Records for the exercise section start
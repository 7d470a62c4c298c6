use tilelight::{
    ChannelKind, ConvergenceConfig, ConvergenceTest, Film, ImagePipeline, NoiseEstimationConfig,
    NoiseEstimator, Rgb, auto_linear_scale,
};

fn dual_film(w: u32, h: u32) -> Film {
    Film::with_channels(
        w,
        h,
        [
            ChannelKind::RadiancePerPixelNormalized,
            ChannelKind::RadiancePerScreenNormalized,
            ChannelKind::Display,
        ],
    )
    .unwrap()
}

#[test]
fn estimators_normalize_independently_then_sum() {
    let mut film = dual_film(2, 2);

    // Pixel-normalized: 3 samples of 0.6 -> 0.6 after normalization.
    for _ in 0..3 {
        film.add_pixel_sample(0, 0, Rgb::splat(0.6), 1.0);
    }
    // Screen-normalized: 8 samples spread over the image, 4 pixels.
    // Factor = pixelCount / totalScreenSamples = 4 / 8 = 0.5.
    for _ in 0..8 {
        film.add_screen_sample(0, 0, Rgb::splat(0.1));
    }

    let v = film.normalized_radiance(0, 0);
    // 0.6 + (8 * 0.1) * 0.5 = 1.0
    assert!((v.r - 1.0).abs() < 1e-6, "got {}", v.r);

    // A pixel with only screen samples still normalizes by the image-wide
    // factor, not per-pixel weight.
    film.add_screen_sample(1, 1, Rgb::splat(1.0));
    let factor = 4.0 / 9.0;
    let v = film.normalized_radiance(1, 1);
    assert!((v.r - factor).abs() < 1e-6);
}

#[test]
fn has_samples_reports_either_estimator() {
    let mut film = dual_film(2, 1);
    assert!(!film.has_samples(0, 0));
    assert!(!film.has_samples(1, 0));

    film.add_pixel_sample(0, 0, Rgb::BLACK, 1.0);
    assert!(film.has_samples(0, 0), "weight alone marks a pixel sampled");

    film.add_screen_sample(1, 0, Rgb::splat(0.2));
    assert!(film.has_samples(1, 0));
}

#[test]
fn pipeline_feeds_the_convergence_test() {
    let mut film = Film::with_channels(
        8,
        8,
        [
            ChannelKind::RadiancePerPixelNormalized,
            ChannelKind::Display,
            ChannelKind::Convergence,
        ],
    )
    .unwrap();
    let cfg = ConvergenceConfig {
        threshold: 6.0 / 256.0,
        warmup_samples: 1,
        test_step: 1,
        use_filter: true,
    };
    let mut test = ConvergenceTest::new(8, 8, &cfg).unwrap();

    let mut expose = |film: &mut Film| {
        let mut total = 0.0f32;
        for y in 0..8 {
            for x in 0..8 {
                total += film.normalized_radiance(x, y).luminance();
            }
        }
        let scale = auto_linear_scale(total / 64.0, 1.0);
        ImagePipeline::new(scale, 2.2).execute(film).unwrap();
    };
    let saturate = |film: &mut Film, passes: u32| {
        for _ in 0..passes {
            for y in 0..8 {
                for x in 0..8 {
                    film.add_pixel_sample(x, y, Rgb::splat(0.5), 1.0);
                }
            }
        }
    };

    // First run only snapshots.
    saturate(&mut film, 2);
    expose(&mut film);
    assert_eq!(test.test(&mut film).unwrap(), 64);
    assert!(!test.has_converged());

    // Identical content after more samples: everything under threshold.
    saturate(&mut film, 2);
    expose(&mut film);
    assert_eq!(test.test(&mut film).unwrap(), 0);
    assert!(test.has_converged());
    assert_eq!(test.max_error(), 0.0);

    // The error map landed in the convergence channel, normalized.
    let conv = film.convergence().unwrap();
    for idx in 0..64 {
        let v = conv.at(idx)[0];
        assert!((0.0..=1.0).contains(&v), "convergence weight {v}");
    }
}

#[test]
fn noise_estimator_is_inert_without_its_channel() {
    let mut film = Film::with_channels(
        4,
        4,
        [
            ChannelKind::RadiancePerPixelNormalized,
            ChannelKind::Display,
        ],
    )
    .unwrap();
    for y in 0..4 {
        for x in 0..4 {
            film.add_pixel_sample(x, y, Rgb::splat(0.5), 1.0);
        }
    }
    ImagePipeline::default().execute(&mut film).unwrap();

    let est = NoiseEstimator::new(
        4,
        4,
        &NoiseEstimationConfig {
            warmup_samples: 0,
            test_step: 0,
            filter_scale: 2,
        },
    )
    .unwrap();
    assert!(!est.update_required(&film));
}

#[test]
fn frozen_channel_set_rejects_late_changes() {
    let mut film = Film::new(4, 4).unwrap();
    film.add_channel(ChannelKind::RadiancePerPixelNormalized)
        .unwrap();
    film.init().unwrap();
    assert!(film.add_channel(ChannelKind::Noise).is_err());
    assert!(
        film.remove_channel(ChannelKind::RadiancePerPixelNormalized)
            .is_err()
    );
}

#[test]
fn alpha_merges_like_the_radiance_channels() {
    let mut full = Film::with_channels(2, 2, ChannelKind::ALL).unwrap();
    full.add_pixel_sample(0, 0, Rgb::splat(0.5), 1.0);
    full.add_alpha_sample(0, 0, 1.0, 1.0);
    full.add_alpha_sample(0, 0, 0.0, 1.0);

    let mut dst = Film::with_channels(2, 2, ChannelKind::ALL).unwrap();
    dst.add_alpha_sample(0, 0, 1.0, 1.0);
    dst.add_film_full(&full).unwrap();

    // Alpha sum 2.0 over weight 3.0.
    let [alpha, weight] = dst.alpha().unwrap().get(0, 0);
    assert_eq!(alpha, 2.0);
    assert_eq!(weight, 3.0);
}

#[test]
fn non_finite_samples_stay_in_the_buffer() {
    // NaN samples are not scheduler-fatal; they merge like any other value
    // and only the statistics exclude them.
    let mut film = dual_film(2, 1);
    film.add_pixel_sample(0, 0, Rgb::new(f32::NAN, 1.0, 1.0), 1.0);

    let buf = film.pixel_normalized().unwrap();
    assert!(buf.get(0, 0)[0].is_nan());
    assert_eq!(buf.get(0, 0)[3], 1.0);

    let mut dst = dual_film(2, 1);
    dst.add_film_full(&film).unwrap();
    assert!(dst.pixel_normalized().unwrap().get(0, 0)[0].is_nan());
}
Records for the exercise section end
Records for the exercise section start
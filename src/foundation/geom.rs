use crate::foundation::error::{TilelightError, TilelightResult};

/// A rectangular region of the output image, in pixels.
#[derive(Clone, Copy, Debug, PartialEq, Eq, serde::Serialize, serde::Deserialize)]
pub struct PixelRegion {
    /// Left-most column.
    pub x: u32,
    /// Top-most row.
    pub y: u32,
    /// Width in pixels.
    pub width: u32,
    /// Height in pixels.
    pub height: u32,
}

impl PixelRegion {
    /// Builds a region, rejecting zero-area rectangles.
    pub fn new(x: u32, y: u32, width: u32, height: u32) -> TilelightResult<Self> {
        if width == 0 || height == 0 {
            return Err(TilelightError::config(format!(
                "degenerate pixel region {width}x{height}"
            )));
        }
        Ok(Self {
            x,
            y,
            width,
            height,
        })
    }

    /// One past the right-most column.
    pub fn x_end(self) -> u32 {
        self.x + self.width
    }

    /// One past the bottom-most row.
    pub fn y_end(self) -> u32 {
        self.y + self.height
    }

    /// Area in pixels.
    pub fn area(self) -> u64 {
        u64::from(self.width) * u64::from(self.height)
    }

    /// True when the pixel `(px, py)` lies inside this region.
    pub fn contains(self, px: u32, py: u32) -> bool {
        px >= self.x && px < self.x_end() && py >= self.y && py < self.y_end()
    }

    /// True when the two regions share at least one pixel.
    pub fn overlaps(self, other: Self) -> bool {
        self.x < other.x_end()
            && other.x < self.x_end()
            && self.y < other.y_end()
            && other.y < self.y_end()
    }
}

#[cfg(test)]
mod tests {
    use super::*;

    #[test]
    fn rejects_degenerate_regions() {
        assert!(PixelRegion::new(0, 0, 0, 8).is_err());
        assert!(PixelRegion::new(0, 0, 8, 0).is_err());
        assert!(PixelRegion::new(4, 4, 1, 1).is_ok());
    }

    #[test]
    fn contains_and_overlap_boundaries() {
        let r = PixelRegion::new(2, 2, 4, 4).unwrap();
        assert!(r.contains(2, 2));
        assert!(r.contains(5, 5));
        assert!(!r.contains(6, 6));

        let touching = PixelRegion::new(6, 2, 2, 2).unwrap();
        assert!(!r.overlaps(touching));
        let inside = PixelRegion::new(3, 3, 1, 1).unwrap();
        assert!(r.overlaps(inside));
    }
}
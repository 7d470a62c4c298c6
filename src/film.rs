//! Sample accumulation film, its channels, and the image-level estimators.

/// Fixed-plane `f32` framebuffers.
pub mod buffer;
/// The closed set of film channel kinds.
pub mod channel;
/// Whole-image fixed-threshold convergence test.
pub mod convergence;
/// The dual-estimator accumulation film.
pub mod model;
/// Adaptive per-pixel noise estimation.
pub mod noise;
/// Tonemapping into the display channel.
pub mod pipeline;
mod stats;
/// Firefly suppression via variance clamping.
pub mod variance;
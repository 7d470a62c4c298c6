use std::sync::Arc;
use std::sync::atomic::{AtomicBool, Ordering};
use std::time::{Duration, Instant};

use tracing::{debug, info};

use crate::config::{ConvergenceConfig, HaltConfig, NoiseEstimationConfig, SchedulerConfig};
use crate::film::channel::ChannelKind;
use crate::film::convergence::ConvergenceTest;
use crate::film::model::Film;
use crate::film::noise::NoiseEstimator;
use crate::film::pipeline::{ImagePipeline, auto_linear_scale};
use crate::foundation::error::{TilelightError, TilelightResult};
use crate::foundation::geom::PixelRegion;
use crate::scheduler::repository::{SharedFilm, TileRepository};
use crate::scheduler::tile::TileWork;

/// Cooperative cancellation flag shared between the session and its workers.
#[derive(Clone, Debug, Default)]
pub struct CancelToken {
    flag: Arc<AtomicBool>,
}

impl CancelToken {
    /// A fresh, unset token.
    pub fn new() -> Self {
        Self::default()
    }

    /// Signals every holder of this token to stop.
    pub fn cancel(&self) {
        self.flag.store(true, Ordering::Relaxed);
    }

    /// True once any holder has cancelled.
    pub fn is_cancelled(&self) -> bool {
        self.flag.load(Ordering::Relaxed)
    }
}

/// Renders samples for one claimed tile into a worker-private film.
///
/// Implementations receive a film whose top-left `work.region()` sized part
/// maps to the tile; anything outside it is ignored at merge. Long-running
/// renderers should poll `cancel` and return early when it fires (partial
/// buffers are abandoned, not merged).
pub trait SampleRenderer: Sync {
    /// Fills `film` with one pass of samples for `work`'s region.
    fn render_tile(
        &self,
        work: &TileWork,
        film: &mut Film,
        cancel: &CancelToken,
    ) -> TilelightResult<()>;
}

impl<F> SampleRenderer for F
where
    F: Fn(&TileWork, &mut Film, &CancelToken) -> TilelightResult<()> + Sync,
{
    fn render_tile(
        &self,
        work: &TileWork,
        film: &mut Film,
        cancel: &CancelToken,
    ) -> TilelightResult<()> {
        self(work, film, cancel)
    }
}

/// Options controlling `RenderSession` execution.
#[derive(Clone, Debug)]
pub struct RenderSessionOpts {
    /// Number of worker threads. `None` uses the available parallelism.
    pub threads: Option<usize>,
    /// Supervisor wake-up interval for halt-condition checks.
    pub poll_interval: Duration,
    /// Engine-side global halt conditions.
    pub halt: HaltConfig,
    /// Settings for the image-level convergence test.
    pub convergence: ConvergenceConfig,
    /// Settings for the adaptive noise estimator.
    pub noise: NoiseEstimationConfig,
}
Records for the exercise section end
Task to carry out —
Every line of the records containing the word "inside" must appear in the answer.

Solution for this problem —
    /// True when the pixel `(px, py)` lies inside this region.
        let inside = PixelRegion::new(3, 3, 1, 1).unwrap();
        assert!(r.overlaps(inside));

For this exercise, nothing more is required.